Durante toda mi vida he dependido de una fuente externa de estructura para mi vida. He prosperado mucho cuando los demás me han guiado y responsabilizado.

Se podría decir que soy una persona amigable con los sistemas y siempre me he sentido seguro cuando puedo simplemente seguir instrucciones y llegar al destino previsto.

El único problema es que no siempre he creado ese destino «deseado». De hecho, normalmente ni siquiera estaba donde quería estar. Era donde pensaba que debía estar. Así que decidí cambiar todo eso.
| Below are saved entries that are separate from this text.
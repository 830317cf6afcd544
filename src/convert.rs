use std::{
    fs,
    path::{Path, PathBuf},
    time::Instant,
};

use indicatif::{MultiProgress, ProgressBar};
use indicatif_log_bridge::LogWrapper;
use log::{debug, error, info};

use crate::{
    assemble::assemble_and_normalize,
    config::{ExportConfig, Selection},
    encode::encode_volume,
    error::{Error, Result},
    read::open_source,
    source::ImageSource,
    write::write_volume,
};

/// Logger and progress bars for one run, shared by every configuration file.
pub struct Session {
    multi_progress: MultiProgress,
    started: Instant,
    succeeded: usize,
    failed: usize,
}

impl Session {
    pub fn start() -> std::result::Result<Self, log::SetLoggerError> {
        let env = env_logger::Env::default().filter_or("RUST_LOG", "info");
        let logger = env_logger::Builder::from_env(env).build();
        let level = logger.filter();
        let multi_progress = MultiProgress::new();
        LogWrapper::new(multi_progress.clone(), logger).try_init()?;
        log::set_max_level(level);
        Ok(Self::with_progress(multi_progress))
    }

    pub fn with_progress(multi_progress: MultiProgress) -> Self {
        Self {
            multi_progress,
            started: Instant::now(),
            succeeded: 0,
            failed: 0,
        }
    }

    pub fn run(&mut self, cfg_path: &Path) -> bool {
        match ExportConfig::from_file(cfg_path)
            .and_then(|cfg| export(&cfg, &self.multi_progress))
        {
            Ok(written) => {
                info!("{cfg_path:?}: wrote {} volumes", written.len());
                self.succeeded += 1;
                true
            }
            Err(e) => {
                error!("{cfg_path:?}: export failed: {e}");
                self.failed += 1;
                false
            }
        }
    }

    // returns the number of failed configuration files
    pub fn close(self) -> usize {
        info!(
            "session done in {:?}: {} exported, {} failed",
            self.started.elapsed(),
            self.succeeded,
            self.failed
        );
        self.failed
    }
}

fn channel_dir(base: &Path, channel: usize) -> PathBuf {
    base.join("openvdb").join(format!("ch{channel:01}"))
}

pub fn output_path(base: &Path, channel: usize, frame: usize) -> PathBuf {
    channel_dir(base, channel).join(format!("vol_ch{channel:01}_fr{frame:03}.vdb"))
}

pub fn export(cfg: &ExportConfig, multi_progress: &MultiProgress) -> Result<Vec<PathBuf>> {
    let mut source = open_source(&cfg.image, cfg.series)?;
    export_source(cfg, source.as_mut(), multi_progress)
}

pub fn export_source(
    cfg: &ExportConfig,
    source: &mut dyn ImageSource,
    multi_progress: &MultiProgress,
) -> Result<Vec<PathBuf>> {
    let t0 = Instant::now();
    let geometry = source.geometry().clone();
    info!(
        "{}: {}x{} px, {} z-slices, {} frames, {} channels",
        cfg.name, geometry.width, geometry.height, geometry.z_slices, geometry.frames, geometry.channels
    );

    let channels = cfg.channels.resolve("channel", geometry.channels)?;
    let frames = cfg.frames.resolve("frame", geometry.frames)?;
    let um_per_pix = cfg.um_per_pix.unwrap_or(geometry.um_per_pix);
    let um_per_z = cfg.um_per_z.unwrap_or(geometry.um_per_z);
    debug!("frames {frames:?}, channels {channels:?}, spacing {um_per_pix} x {um_per_z} um");

    // the whole timeseries is normalized together
    let all_frames = Selection::All.resolve("frame", geometry.frames)?;
    let mut written = Vec::new();
    for ch in channels {
        let t_ch = Instant::now();
        let planes = (all_frames.len() * geometry.z_slices) as u64;
        let progress = multi_progress.add(ProgressBar::new(planes));

        let volume = assemble_and_normalize(
            source,
            &all_frames,
            cfg.roi.as_ref(),
            ch,
            &progress,
        );
        progress.finish();
        multi_progress.remove(&progress);
        let volume = volume?;

        let export_dir = channel_dir(&cfg.path, ch);
        fs::create_dir_all(&export_dir).map_err(|source| Error::PathUnwritable {
            path: export_dir.clone(),
            source,
        })?;

        for &fr in &frames {
            let image = encode_volume(volume.frame(fr)?, um_per_pix, um_per_z)?;
            let dest = output_path(&cfg.path, ch, fr);
            write_volume(&image, &dest)?;
            debug!("created {dest:?}");
            written.push(dest);
        }
        info!("channel {ch} done in {:?}", t_ch.elapsed());
    }

    info!("{}: export done in {:?}", cfg.name, t0.elapsed());
    Ok(written)
}
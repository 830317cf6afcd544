use std::path::{Path, PathBuf};

use ini::{Ini, ParseOption};
use log::{debug, info};

use crate::{
    error::{Error, Result},
    roi::Roi,
};

#[derive(Debug, Clone, PartialEq, Eq)]
pub enum Selection {
    All,
    Indices(Vec<usize>),
}

impl Selection {
    fn parse(key: &str, value: &str) -> Result<Self> {
        let value = value.trim();
        if value.eq_ignore_ascii_case("all") {
            return Ok(Selection::All);
        }
        let indices = value
            .split(',')
            .map(|part| {
                part.trim().parse::<usize>().map_err(|_| {
                    Error::Configuration(format!("{key}: expected `all` or indices, got {value:?}"))
                })
            })
            .collect::<Result<Vec<_>>>()?;
        Ok(Selection::Indices(indices))
    }

    pub fn resolve(&self, axis: &'static str, count: usize) -> Result<Vec<usize>> {
        match self {
            Selection::All => Ok((0..count).collect()),
            Selection::Indices(indices) => {
                if let Some(&bad) = indices.iter().find(|&&i| i >= count) {
                    return Err(Error::out_of_range(axis, bad, count));
                }
                Ok(indices.clone())
            }
        }
    }
}

#[derive(Debug, Clone)]
pub struct ExportConfig {
    pub series: usize,
    pub frames: Selection,
    pub channels: Selection,
    /// directory of the configuration file; outputs go below it
    pub path: PathBuf,
    pub name: String,
    pub image: PathBuf,
    pub roi: Option<Roi>,
    pub um_per_z: Option<f64>,
    pub um_per_pix: Option<f64>,
}

fn resolve_relative(base: &Path, value: &str) -> PathBuf {
    let p = PathBuf::from(value);
    if p.is_absolute() { p } else { base.join(p) }
}

impl ExportConfig {
    pub fn from_file(cfg_path: &Path) -> Result<Self> {
        info!("reading configuration file {cfg_path:?}");
        // backslashes are kept literally so Windows paths survive
        let opt = ParseOption {
            enabled_escape: false,
            ..ParseOption::default()
        };
        let ini = Ini::load_from_file_opt(cfg_path, opt)?;
        let base = cfg_path.parent().unwrap_or(Path::new("")).to_path_buf();
        let name = cfg_path
            .file_name()
            .map(|n| n.to_string_lossy().into_owned())
            .unwrap_or_default();
        Self::from_ini(&ini, base, name)
    }

    pub fn from_ini(ini: &Ini, base: PathBuf, name: String) -> Result<Self> {
        let data = ini
            .iter()
            .find(|(section, _)| section.is_some_and(|s| s.eq_ignore_ascii_case("DATA")))
            .map(|(_, props)| props)
            .ok_or_else(|| Error::Configuration("missing [DATA] section".to_string()))?;

        // keys are case-insensitive
        let get = |key: &str| {
            data.iter()
                .find(|(k, _)| k.eq_ignore_ascii_case(key))
                .map(|(_, v)| v.trim())
        };
        let require = |key: &str| {
            get(key).ok_or_else(|| Error::Configuration(format!("missing key DATA.{key}")))
        };
        let float = |key: &str| -> Result<Option<f64>> {
            get(key)
                .map(|v| {
                    v.parse::<f64>().map_err(|_| {
                        Error::Configuration(format!("DATA.{key}: expected a number, got {v:?}"))
                    })
                })
                .transpose()
        };

        let series = require("series")?;
        let series = series.parse().map_err(|_| {
            Error::Configuration(format!("DATA.series: expected an integer, got {series:?}"))
        })?;
        let mut frames = Selection::parse("DATA.frame", require("frame")?)?;
        let channels = Selection::parse("DATA.channel", require("channel")?)?;
        let image = resolve_relative(&base, require("image")?);

        let roi = match get("ROI") {
            Some(roi_path) => {
                let roi = Roi::from_file(&resolve_relative(&base, roi_path))?;
                if let Some(t) = roi.t_position {
                    debug!("ROI is bound to frame {t}, overriding frame selection");
                    frames = Selection::Indices(vec![t]);
                }
                Some(roi)
            }
            None => None,
        };

        Ok(ExportConfig {
            series,
            frames,
            channels,
            path: base,
            name,
            image,
            roi,
            um_per_z: float("um_per_z")?,
            um_per_pix: float("um_per_pix")?,
        })
    }
}
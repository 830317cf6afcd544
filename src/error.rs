use std::path::PathBuf;

use thiserror::Error;

pub type Result<T> = std::result::Result<T, Error>;

#[derive(Error, Debug)]
pub enum Error {
    /// Missing or malformed configuration key, or an unsupported setting.
    #[error("configuration error: {0}")]
    Configuration(String),

    /// Crop rectangle with non-positive size or outside the frame.
    #[error("invalid region: {0}")]
    InvalidRegion(String),

    #[error("{axis} index {index} out of range (count: {count})")]
    IndexOutOfRange {
        axis: &'static str,
        index: usize,
        count: usize,
    },

    #[error("cannot write to {path:?}: {source}")]
    PathUnwritable {
        path: PathBuf,
        #[source]
        source: std::io::Error,
    },

    #[error("encoding error: {0}")]
    Encoding(String),

    #[error("invalid file format: {0}")]
    InvalidFormat(String),

    #[error("I/O error: {0}")]
    Io(#[from] std::io::Error),

    #[error("TIFF error: {0}")]
    Tiff(#[from] tiff::TiffError),

    #[error("MRC error: {0}")]
    Mrc(#[from] mrc::Error),

    #[error("INI error: {0}")]
    Ini(#[from] ini::Error),
}

impl Error {
    pub(crate) fn out_of_range(axis: &'static str, index: usize, count: usize) -> Self {
        Error::IndexOutOfRange { axis, index, count }
    }
}
use ndarray::ArrayView3;

use crate::error::{Error, Result};

pub const DENSITY: &str = "density";

#[derive(Debug, Clone, Copy, PartialEq, Eq)]
pub enum ScalarType {
    UnsignedChar,
}

// `data` is packed x fastest, then y, then z
#[derive(Debug, Clone, PartialEq)]
pub struct VolumeImage {
    /// `[x0, x1, y0, y1, z0, z1]`, inclusive bounds
    pub extent: [i32; 6],
    pub whole_extent: [i32; 6],
    pub spacing: [f64; 3],
    pub scalar_name: String,
    pub scalar_type: ScalarType,
    pub components: usize,
    pub data: Vec<u8>,
}

impl VolumeImage {
    /// (x, y, z)
    pub fn dimensions(&self) -> (usize, usize, usize) {
        let e = &self.extent;
        (
            (e[1] - e[0] + 1) as usize,
            (e[3] - e[2] + 1) as usize,
            (e[5] - e[4] + 1) as usize,
        )
    }

    pub fn value_at(&self, i: i32, j: i32, k: i32) -> Option<u8> {
        let e = &self.extent;
        if i < e[0] || i > e[1] || j < e[2] || j > e[3] || k < e[4] || k > e[5] {
            return None;
        }
        let (nx, ny, _) = self.dimensions();
        let idx = ((k - e[4]) as usize * ny + (j - e[2]) as usize) * nx + (i - e[0]) as usize;
        self.data.get(idx).copied()
    }
}

pub fn encode_volume(slice: ArrayView3<'_, u8>, um_per_pix: f64, um_per_z: f64) -> Result<VolumeImage> {
    let (nz, rows, cols) = slice.dim();
    if nz == 0 || rows == 0 || cols == 0 {
        return Err(Error::Encoding(format!(
            "degenerate volume shape ({nz}, {rows}, {cols})"
        )));
    }
    for (name, v) in [("um_per_pix", um_per_pix), ("um_per_z", um_per_z)] {
        if !(v.is_finite() && v > 0.0) {
            return Err(Error::Encoding(format!("{name} must be positive, got {v}")));
        }
    }
    let too_large = |n: usize| i32::try_from(n).is_err();
    if too_large(nz) || too_large(rows) || too_large(cols) {
        return Err(Error::Encoding(format!(
            "volume shape ({nz}, {rows}, {cols}) exceeds the index range"
        )));
    }

    // iterates in logical (z, y, x) order regardless of the view's strides
    let data: Vec<u8> = slice.iter().copied().collect();
    debug_assert_eq!(data.len(), nz * rows * cols);

    let extent = [1, cols as i32, 1, rows as i32, 1, nz as i32];
    Ok(VolumeImage {
        extent,
        whole_extent: extent,
        spacing: [um_per_pix, um_per_pix, um_per_z],
        scalar_name: DENSITY.to_string(),
        scalar_type: ScalarType::UnsignedChar,
        components: 1,
        data,
    })
}

#[cfg(test)]
mod tests {
    use super::*;
    use ndarray::{Array3, Axis, s};

    fn indexed(nz: usize, rows: usize, cols: usize) -> Array3<u8> {
        Array3::from_shape_fn((nz, rows, cols), |(z, y, x)| (z * 100 + y * 10 + x) as u8)
    }

    #[test]
    fn extents_and_metadata() {
        let img = encode_volume(indexed(3, 2, 4).view(), 0.25, 1.5).unwrap();
        assert_eq!(img.extent, [1, 4, 1, 2, 1, 3]);
        assert_eq!(img.whole_extent, img.extent);
        assert_eq!(img.spacing, [0.25, 0.25, 1.5]);
        assert_eq!(img.scalar_name, "density");
        assert_eq!(img.scalar_type, ScalarType::UnsignedChar);
        assert_eq!(img.components, 1);
        assert_eq!(img.dimensions(), (4, 2, 3));
    }

    #[test]
    fn buffer_length_matches_voxel_count() {
        let img = encode_volume(indexed(5, 3, 7).view(), 1.0, 1.0).unwrap();
        assert_eq!(img.data.len(), 5 * 3 * 7);
    }

    #[test]
    fn buffer_layout_matches_extents() {
        let arr = indexed(3, 2, 4);
        let img = encode_volume(arr.view(), 1.0, 1.0).unwrap();
        for ((z, y, x), &v) in arr.indexed_iter() {
            assert_eq!(img.data[(z * 2 + y) * 4 + x], v);
            assert_eq!(
                img.value_at(x as i32 + 1, y as i32 + 1, z as i32 + 1),
                Some(v)
            );
        }
        assert_eq!(img.value_at(0, 1, 1), None);
        assert_eq!(img.value_at(1, 1, 4), None);
    }

    #[test]
    fn non_contiguous_views_are_packed() {
        let arr = indexed(2, 3, 4);
        // (z, x, y) view: logical order differs from memory order
        let permuted = arr.view().permuted_axes([0, 2, 1]);
        let img = encode_volume(permuted, 1.0, 1.0).unwrap();
        assert_eq!(img.extent, [1, 3, 1, 4, 1, 2]);
        for ((z, r, c), &v) in permuted.indexed_iter() {
            assert_eq!(img.value_at(c as i32 + 1, r as i32 + 1, z as i32 + 1), Some(v));
        }

        let strided = arr.slice(s![.., .., ..;2]);
        let img = encode_volume(strided, 1.0, 1.0).unwrap();
        assert_eq!(img.extent, [1, 2, 1, 3, 1, 2]);
        assert_eq!(img.value_at(2, 1, 1), Some(arr[[0, 0, 2]]));
    }

    #[test]
    fn degenerate_shapes_are_rejected() {
        let empty = Array3::<u8>::zeros((2, 0, 3));
        assert!(matches!(
            encode_volume(empty.view(), 1.0, 1.0),
            Err(Error::Encoding(_))
        ));
        let arr = indexed(2, 2, 2);
        let none = arr.slice_axis(Axis(0), ndarray::Slice::from(0..0));
        assert!(encode_volume(none, 1.0, 1.0).is_err());
        assert!(encode_volume(arr.view(), 0.0, 1.0).is_err());
    }
}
Desde que empecé mi propio negocio he sentido el poder de la libertad y el control de mi vida. Así como también he experimentado el miedo a precisamente la libertad y el control sobre mi vida.

Los padres, la escuela, los deportes, el trabajo… la estructura siempre había sido construida para mí y ahora lucho diariamente para encontrar la motivación desde dentro. Así que he trabajado duro para identificar y superar a los cuatro de los mayores enemigos de la motivación que existen.

Aprende a superar los 4 principales enemigos de la motivación

El miedo al fracaso

Para todos los perfeccionistas que luchan con la constante postergación, es en realidad bastante sencillo identificar cuál es el obstáculo subyacente aquí: el peso aplastante de las expectativas, la proverbial mentalidad de la pistola en la cabeza.

¿Cuántas veces has sido derrotado antes incluso de asumir una tarea o desafío debido a la abrumadora incógnita de si se podrá satisfacer el alto nivel de expectativas (tuyo o ajeno)?

Puedo justificar el aplazamiento de cualquier tarea diciéndome a mí mismo que no tengo el tiempo o los recursos para hacerlo bien. Esta mentalidad me deja paralizado.

No digo que no debas dar el mejor paso, pero tienes que darte cuenta de que en algún momento tendrás que empezar a dar pasos hacia adelante. El fracaso seguro es no intentarlo.

Falta de objetivos claros

Vivir una vida productiva, inspirada y motivada requiere que tomemos decisiones. Simplemente no podemos tenerlo todo. Pero a veces nos quedamos tan atrapados comparando nuestra propia situación con la de los demás.

De esta forma saboteamos cualquier oportunidad que tengamos de tomar las decisiones que realmente necesitamos para llegar a donde realmente queremos estar.

Soñar con lo que quieres y luego creer realmente que puedes lograrlo es la única manera de encontrar realmente la motivación desde dentro. Pero un objetivo general difícilmente es suficiente para superar la inercia. Debes tener objetivos tangibles, medibles y, sobre todo, alcanzables.

Ignorar tu salud

Como entrenador personal a veces me cuesta seguir mis propios consejos. Y al igual que la depresión, la negligencia física te robará el placer de cualquier actividad.

La mala hidratación, la falta de ejercicio y las grandes cantidades de insulina en el cuerpo (principalmente por el consumo excesivo de carbohidratos) también te dejarán subido a la montaña rusa de la motivación.

Esto termina matando la autoestima, lo que conduce a la depresión y, a su vez, creando un nuevo círculo vicioso de pensamientos negativos y niveles de energía negativos. Necesitas detener el ciclo en algún momento.

Pérdida de la identidad

¿Cómo puedes manejar cualquiera de estos tres desafíos de manera efectiva, y mucho menos encontrar la motivación intrínseca para intentarlo, si no sabes en tu corazón quién eres? O más importante, ¿quién quieres ser?

En mi caso me tomó mucho trabajo descubrir y permanecer fiel a mis respuestas a esas dos primeras preguntas. Solo tú tienes la llave de tu corazón, eres el guardián y el cerrajero, y debes luchar por descubrir tu propia identidad.

Tener un sentido más fuerte de mí mismo, combinado con volver a comprometerme con principios amorosos, humildes y honorables ha evitado que mi mundo se derrumbe cuando las cosas no van a mi favor.

Este es un sentimiento poderoso y hace que tomar riesgos sea mucho más emocionante. También que la planificación de objetivos sea más congruente con la identidad y que el cuidado de la salud sea una prioridad.